Green Hydrogen: Electrolysers play a pivotal role to integrate more renewables, heating, and hard to decarbonise transport sectors. As more and more renewables are connected to the energy mix, there will be a widening mismatch of demand vs supply, creating major opportunities for energy storage to reduce this gap. Surplus electricity is being stored into batteries (which is OK) and it is converted into hydrogen gas electrolysers for cross cutting applications. Hydrogen production powered by offshore wind farms, and floating wind turbines for refuelling of ships brings a clear opportunity for hydrogen. Likewise many large solar PV farms and project developers are exploring the life after 'feed in tariff ' regime, and hydrogen provides a new market to buy cheap electricity from solar PV to upgrade into higher value hydrogen and oxygen gases.  

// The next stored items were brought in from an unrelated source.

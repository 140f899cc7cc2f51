use std::io::Write;

use shelf_primitives::{Field, Key, Keyed};

use super::*;

#[test]
fn parse_mixed_field_names() {
	let rows = parse(
		r#"[
			{"name": "Router", "category": "Jaringan", "quantity": 7, "price": 450000},
			{"nama": "SSD", "jenis": "Penyimpanan", "stok": 12, "harga": 899999.5}
		]"#,
	)
	.unwrap();

	assert_eq!(rows.len(), 2);
	assert_eq!(rows[0].key(Field::Category), Ok(Key::Text("Jaringan")));
	assert_eq!(rows[1].key(Field::Name), Ok(Key::Text("SSD")));
	assert_eq!(rows[1].key(Field::Price), Ok(Key::Number(899_999.5)));
}

#[test]
fn parse_allows_missing_fields() {
	let rows = parse(r#"[{"name": "Cable"}]"#).unwrap();
	assert!(rows[0].key(Field::Quantity).is_err());
}

#[test]
fn parse_rejects_non_arrays_and_nested_values() {
	assert!(parse(r#"{"name": "Cable"}"#).is_err());
	assert!(parse(r#"[{"name": ["Cable"]}]"#).is_err());
	assert!(parse(r#"[{"name": null}]"#).is_err());
}

#[test]
fn load_reads_file() {
	let mut file = tempfile::NamedTempFile::new().unwrap();
	write!(file, r#"[{{"name": "Webcam", "category": "Periferal", "quantity": 9, "price": 420000}}]"#).unwrap();

	let rows = load(file.path()).unwrap();
	assert_eq!(rows.len(), 1);
	assert_eq!(rows[0].key(Field::Quantity), Ok(Key::Integer(9)));
}

#[test]
fn load_errors_name_the_file() {
	let dir = tempfile::tempdir().unwrap();
	let missing = dir.path().join("stock.json");
	let err = load(&missing).unwrap_err();
	assert!(matches!(err, DataError::Io { .. }));
	assert!(err.to_string().contains("stock.json"));

	let broken = dir.path().join("broken.json");
	std::fs::write(&broken, "[{").unwrap();
	assert!(matches!(load(&broken), Err(DataError::Json { .. })));
}
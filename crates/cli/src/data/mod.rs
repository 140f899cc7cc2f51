use std::path::{Path, PathBuf};

use shelf_primitives::Row;
use thiserror::Error;

#[cfg(test)]
mod tests;

/// Errors that can occur when reading an inventory file.
#[derive(Debug, Error)]
pub enum DataError {
	/// Error reading the file.
	#[error("I/O error reading {path}: {error}")]
	Io {
		/// Path to the file that failed to read.
		path: PathBuf,
		/// The underlying I/O error.
		error: std::io::Error,
	},

	/// The file is not a JSON array of objects with string or number values.
	#[error("invalid inventory JSON in {path}: {error}")]
	Json {
		/// Path to the offending file.
		path: PathBuf,
		/// The underlying parse error.
		error: serde_json::Error,
	},
}

/// Parses a JSON array of records.
///
/// Fields are not checked here; a record missing a field only fails once a
/// sort or search asks for that field.
pub fn parse(input: &str) -> serde_json::Result<Vec<Row>> {
	serde_json::from_str(input)
}

/// Reads and parses an inventory file.
pub fn load(path: impl AsRef<Path>) -> Result<Vec<Row>, DataError> {
	let path = path.as_ref();
	let content = std::fs::read_to_string(path).map_err(|error| DataError::Io {
		path: path.to_path_buf(),
		error,
	})?;
	let rows = parse(&content).map_err(|error| DataError::Json {
		path: path.to_path_buf(),
		error,
	})?;
	tracing::info!(path = %path.display(), records = rows.len(), "loaded inventory");
	Ok(rows)
}
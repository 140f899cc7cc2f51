use std::cmp::Ordering;

use shelf_primitives::{Field, Keyed, Result, Value};

use crate::observe::SearchObserver;


/// Binary search for `target` under `field`.
///
/// `records` must already be sorted ascending by `field` (for example by
/// [`merge_sort`](crate::merge_sort)); this is not checked, and an unsorted
/// slice gives unspecified but non-panicking results.
///
/// When several records share the target key, the index returned is
/// whichever one the bisection probes first, not necessarily the lowest.
/// Absence is `Ok(None)`.
///
/// # Errors
///
/// Fails with a [`KeyError`](shelf_primitives::KeyError) when a probed
/// record lacks `field` or its key cannot be ordered against `target`.
pub fn find_first<R: Keyed>(records: &[R], field: Field, target: &Value) -> Result<Option<usize>> {
	find_first_observed(records, field, target, &mut ())
}

/// Like [`find_first`], reporting every probe to `observer`.
pub fn find_first_observed<R, O>(records: &[R], field: Field, target: &Value, observer: &mut O) -> Result<Option<usize>>
where
	R: Keyed,
	O: SearchObserver<R> + ?Sized,
{
	let target = target.as_key();
	let mut low = 0;
	// One past the inclusive high bound, so an empty range never underflows.
	let mut end = records.len();

	while low < end {
		let high = end - 1;
		let mid = low + (high - low) / 2;
		let record = &records[mid];
		observer.probe(low, high, mid, record);

		match target.compare(&record.key(field)?, field)? {
			Ordering::Equal => {
				tracing::trace!(%field, %target, index = mid, "binary search hit");
				observer.found(mid);
				return Ok(Some(mid));
			}
			Ordering::Less => end = mid,
			Ordering::Greater => low = mid + 1,
		}
	}

	tracing::trace!(%field, %target, insert_at = low, "binary search miss");
	observer.exhausted(low);
	Ok(None)
}

/// Returns every record whose key under `field` equals `target`, with its index.
///
/// Scans the whole slice in order, so the result is in ascending index order
/// and no sortedness is required. No matches is an empty vector.
///
/// # Errors
///
/// Fails with a [`KeyError`](shelf_primitives::KeyError) when any record
/// lacks `field` or its key cannot be compared with `target`.
pub fn find_all<'a, R: Keyed>(records: &'a [R], field: Field, target: &Value) -> Result<Vec<(usize, &'a R)>> {
	let target = target.as_key();
	let mut matches = Vec::new();

	for (index, record) in records.iter().enumerate() {
		if record.key(field)?.compare(&target, field)? == Ordering::Equal {
			matches.push((index, record));
		}
	}

	tracing::trace!(%field, %target, hits = matches.len(), "linear search finished");
	Ok(matches)
}
//! Console rendering for inventory reports.
//!
//! A [`Report`] accumulates lines into a string: section banners, aligned
//! record tables, search outcomes and step traces. Nothing is printed here;
//! the caller decides where the text goes.

/// Per-cell formatting: plain values and locale-grouped prices.
pub mod cell;
mod trace;

use std::fmt::Write as _;

pub use num_format::Locale;
use shelf_primitives::{Field, Keyed, Value};

#[cfg(test)]
mod tests;

/// Formatting options for a [`Report`].
#[derive(Debug, Clone, PartialEq, Eq)]
pub struct ReportOptions {
	/// Currency label printed before prices, e.g. `Rp`. Empty for none.
	pub currency: String,
	/// Locale used for digit grouping.
	pub locale: Locale,
	/// Width of `=` rules around headings.
	pub rule_width: usize,
}

impl Default for ReportOptions {
	fn default() -> Self {
		Self {
			currency: "Rp".to_owned(),
			locale: Locale::en,
			rule_width: 60,
		}
	}
}

/// A text report under construction.
#[derive(Debug, Clone, Default)]
pub struct Report {
	options: ReportOptions,
	out: String,
}

impl Report {
	/// Creates an empty report.
	pub fn new(options: ReportOptions) -> Self {
		Self {
			options,
			out: String::new(),
		}
	}

	/// Returns the formatting options.
	pub fn options(&self) -> &ReportOptions {
		&self.options
	}

	/// Appends one line of text.
	pub fn line(&mut self, text: impl AsRef<str>) -> &mut Self {
		self.out.push_str(text.as_ref());
		self.out.push('\n');
		self
	}

	/// Appends an empty line.
	pub fn blank(&mut self) -> &mut Self {
		self.line("")
	}

	/// Appends a full-width `=` rule.
	pub fn rule(&mut self) -> &mut Self {
		let rule = "=".repeat(self.options.rule_width);
		self.line(rule)
	}

	/// Appends `title` framed by rules.
	pub fn banner(&mut self, title: &str) -> &mut Self {
		self.rule().line(title).rule()
	}

	/// Appends a blank line, then `=== title ===`.
	pub fn heading(&mut self, title: &str) -> &mut Self {
		self.blank().line(format!("=== {title} ==="))
	}

	/// Appends a section heading: a blank line, then `=== title ===` framed by rules.
	pub fn section(&mut self, title: &str) -> &mut Self {
		self.blank().banner(&format!("=== {title} ==="))
	}

	/// Appends one aligned row per record.
	pub fn table<R: Keyed>(&mut self, records: &[R]) -> &mut Self {
		for record in records {
			let row = self.row(record);
			self.line(row);
		}
		self
	}

	/// Renders a single table row.
	pub fn row<R: Keyed + ?Sized>(&self, record: &R) -> String {
		format!(
			"{:<12} | Category: {:<12} | Stock: {:>3} | Price: {}",
			cell::plain(record, Field::Name),
			cell::plain(record, Field::Category),
			cell::plain(record, Field::Quantity),
			self.price(record),
		)
	}

	/// Appends the "searching" line for a lookup of `target` under `field`.
	pub fn searching(&mut self, field: Field, target: &Value) -> &mut Self {
		self.line(format!("Searching for {field} '{target}'..."))
	}

	/// Appends the outcome of a single-record search.
	pub fn search_result<R: Keyed>(&mut self, field: Field, target: &Value, hit: Option<(usize, &R)>) -> &mut Self {
		let Some((index, record)) = hit else {
			return self.not_found(field, target);
		};

		let details = [
			format!("  Name     : {}", cell::plain(record, Field::Name)),
			format!("  Category : {}", cell::plain(record, Field::Category)),
			format!("  Stock    : {} units", cell::plain(record, Field::Quantity)),
			format!("  Price    : {}", self.price(record)),
		];
		self.line(format!("✓ FOUND at index {index}"));
		for detail in details {
			self.line(detail);
		}
		self
	}

	/// Appends the outcome of an all-matches search.
	pub fn matches<R: Keyed>(&mut self, field: Field, target: &Value, hits: &[(usize, &R)]) -> &mut Self {
		if hits.is_empty() {
			return self.not_found(field, target);
		}

		let noun = if hits.len() == 1 { "item" } else { "items" };
		self.line(format!("✓ Found {} {noun} with {field} '{target}':", hits.len()));
		self.blank();
		for (index, record) in hits {
			let row = format!(
				"  [{index}] {:<12} | Stock: {:>3} | Price: {}",
				cell::plain(*record, Field::Name),
				cell::plain(*record, Field::Quantity),
				self.price(*record),
			);
			self.line(row);
		}
		self
	}

	/// Appends the "not found" banner.
	pub fn not_found(&mut self, field: Field, target: &Value) -> &mut Self {
		self.line(format!("✗ No item with {field} '{target}'"))
	}

	/// Returns the text accumulated so far.
	pub fn as_str(&self) -> &str {
		&self.out
	}

	/// Consumes the report, returning its text.
	pub fn finish(self) -> String {
		self.out
	}

	fn price<R: Keyed + ?Sized>(&self, record: &R) -> String {
		cell::price(record, &self.options.currency, &self.options.locale)
	}

	fn push_fmt(&mut self, args: std::fmt::Arguments<'_>) {
		// Writing to a String cannot fail.
		let _ = self.out.write_fmt(args);
		self.out.push('\n');
	}
}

Blue hydrogen: Injecting 20% hydrogen into the natural gas grid by utilities are apparently suitable in many existing gas boilers, gas-cookers and for power generation in existing CCGT plants (combined cycle gas turbines), but for any high purify applications e.g. in fuel cells, this hydrogen needs to be purified again to separate out methane from hydrogen, which will not be cheap at the every point of clean hydrogen use. This is likely to restrict the use of 20% blended hydrogen in transport application.  Therefore high purity green hydrogen still needs to be produced locally to run H2 buses, trains, trucks, canal boats, ferries etc. For this reason low cost medium scale electrolysers are going to play a vital role convert stranded, surplus or cheaper electricity locally without major infrastructure cost.